I'd go with the route of reading the log file into something like statsD using something like logstash.net and from there you can probably find an existing solution that pushes it to a chart.
You can disable buffering by adding this in user.properties file:
jmeter.save.saveservice.autoflush=true
This impacts slightly performances for test that have low or no pauses.
To do what you want you could use this kind of library:
http://www.chartjs.org/

JMeter: What is a good test structure for load testing REST APIs?

I am load testing (baseline, capacity, longevity) a bunch of APIs (eg. user service, player service, etc) using JMeter. Each of these services have several endpoints (eg. create, update, delete, etc). I am trying to figure out a good way to organize my test plans in JMeter so that I can load test all of these services.
1) Is it a good idea to create a separate JMeter Test Plan (jmx) for each of the APIs rather than creating one JMeter test plan and adding thread groups like "Thread Group for User Service", "Thread Group for Player Service", etc? I was thinking about adding one test plan per API, and then adding several Thread Groups for different types of load testing (baseline, capacity, longevity, etc).
2) When JMeter calculates the Sample Time (Response Time), does it also include the time taken by the BeanShell Processors?
3) Is it a good idea to put a Listener inside of each Simple Controller? I am using JMeter Plugins for reporting. I wanted to view the reports for each endpoint.
Answers to any or all of the questions would be much appreciated :)
I am using a structure like below for creating a test plan in JMeter.
1) I like a test plan to look like a test suite. JMeter has several ways of separating components and test requirements, so it can be hard to set a rule. One test plan is likely to be more efficient than several, and can be configured to satisfy most requirements. I find there can be alot of repetition between plans, which often means maintaining the same code in different places. Better to use modules and includes on the same plan to reduce code duplication, but includes are equivalent and can be used with test fragments to reduce duplication.
Threadgroups are best used as user groups, but can be used to separate tests any way you please. Consider the scaling you need for different pages/sites. ie User/Administrator tests can be done in different Thread Groups, so you can simulate say 50 users and 2 admins testing concurrently. Or you may distinguish front-end/back-end or even pages/sites.
2) It does not include beanshell pre- and post-processing times. (But if you use a beanshell sampler, it depends on the code)
3) listeners are expensive, so fewer is better. To separate the results, you can give each sampler a different title, and the listeners/graphs can then group these as required. You can include timestamps or indexes as part of your sampler title using variables, properties and ${__javaScript}, etc. This will cause more or less grouping depending on the implementation you choose.

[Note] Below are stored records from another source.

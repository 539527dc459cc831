//! Nested vector and address arguments through a dev-inspect round trip.

mod common;

use common::*;
use sui_bind_types::CallArg;
use sui_move_bind::{CallValue, MoveValue};

fn address_bytes(hex: &str) -> Vec<u8> {
    addr(hex).to_vec()
}

fn address_list(items: &[&str]) -> CallValue {
    MoveValue::Vector(items.iter().map(|s| MoveValue::Address(s.to_string())).collect()).into()
}

#[test]
fn test_flatten_address() {
    let chain = chain();
    let complex = contract(&chain, "complex");
    let encoded = assert_ok(
        complex.encode_call_args_with_return_types(
            "flatten_address",
            &[],
            &strings(&["address", "vector<address>"]),
            vec![
                CallValue::from("0x11234"),
                address_list(&["0x11234", "0x21234", "0x31234"]),
            ],
            strings(&["vector<address>"]),
        ),
        "encode flatten_address",
    );

    let mut expected_list = vec![3u8];
    for hex in ["0x11234", "0x21234", "0x31234"] {
        expected_list.extend(address_bytes(hex));
    }
    let pure_bytes: Vec<Vec<u8>> = encoded
        .call_args
        .iter()
        .map(|arg| match &arg.value {
            sui_move_bind::EncodedArgValue::CallArg(CallArg::Pure(bytes)) => bytes.clone(),
            other => panic!("expected a pure argument, got {:?}", other),
        })
        .collect();
    assert_eq!(pure_bytes[0], address_bytes("0x11234"));
    assert_eq!(pure_bytes[1], expected_list);

    let values = assert_ok(complex.call(&call_opts(), &encoded), "dev inspect flatten_address");

    let mut expected_return = vec![4u8];
    for hex in ["0x11234", "0x11234", "0x21234", "0x31234"] {
        expected_return.extend(address_bytes(hex));
    }
    assert_eq!(chain.recorded().last_results[0][0].0, expected_return);

    assert_eq!(
        values,
        vec![MoveValue::Vector(vec![
            MoveValue::Address(id("0x11234")),
            MoveValue::Address(id("0x11234")),
            MoveValue::Address(id("0x21234")),
            MoveValue::Address(id("0x31234")),
        ])]
    );
}

#[test]
fn test_flatten_nested_bytes() {
    let chain = chain();
    let complex = contract(&chain, "complex");
    let nested = MoveValue::Vector(vec![
        MoveValue::Bytes(vec![1, 2]),
        MoveValue::Bytes(vec![]),
        MoveValue::Bytes(vec![3]),
    ]);
    let encoded = complex
        .encode_call_args_with_return_types(
            "flatten_u8",
            &[],
            &strings(&["vector<vector<u8>>"]),
            vec![nested.into()],
            strings(&["vector<u8>"]),
        )
        .unwrap();

    let values = complex.call(&call_opts(), &encoded).unwrap();
    assert_eq!(values, vec![MoveValue::Bytes(vec![1, 2, 3])]);

    let recorded = chain.recorded();
    assert_eq!(recorded.dev_inspected.len(), 1);
    assert_eq!(recorded.dev_inspected[0].inputs, vec![CallArg::Pure(vec![3, 2, 1, 2, 0, 1, 3])]);
    assert_eq!(recorded.dev_inspect_gas_prices, vec![None]);
}

#[test]
fn test_wrong_value_kind_is_rejected_with_parameter_index() {
    let chain = chain();
    let complex = contract(&chain, "complex");
    let err = complex
        .encode_call_args(
            "flatten_address",
            &[],
            &strings(&["address", "vector<address>"]),
            vec![CallValue::from("0x1"), CallValue::from(true)],
        )
        .unwrap_err();
    assert_error_contains(&err, "parameter 1", "bad element");
    assert!(chain.recorded().dev_inspected.is_empty());
}

#[test]
fn test_parameter_count_mismatch() {
    let chain = chain();
    let complex = contract(&chain, "complex");
    let err = complex
        .encode_call_args(
            "flatten_address",
            &[],
            &strings(&["address", "vector<address>"]),
            vec![CallValue::from("0x1")],
        )
        .unwrap_err();
    assert_error_contains(&err, "same length", "arity");
}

Is it possible to use alternative Listeners in JMeter after the tests are done?

I'm familiarising myself with JMeter and I've thought of something that's either pretty cool or a very dumb idea.
Whilst reading about Listeners I noticed the following:
Note that all Listeners save the same data; the only difference is in the way the data is presented on the screen.
And this:
Graph Results MUST NOT BE USED during load test as it consumes a lot of resources (memory and CPU). Use it only for either functional testing or during Test Plan debugging and Validation.
So I was wondering: if all listeners receive the same data; why not save that data in a CSV or even XML file, and feed that to a listener afterwards? It would be very resource friendly to have the Graph Results Listener display a graph after the tests are done, instead of while testing.
Am I missing something, or is this a good possiblity?
Yes you can do that and i think most guys use it that way only. Instead of CSV and XML files use JTL file format to save the results. In normal scenario one uses command line to run the test and save the data in a file(preferably JTL). After the test is done you can use the JTL file to generate reports with JMeter UI or using other tools like this.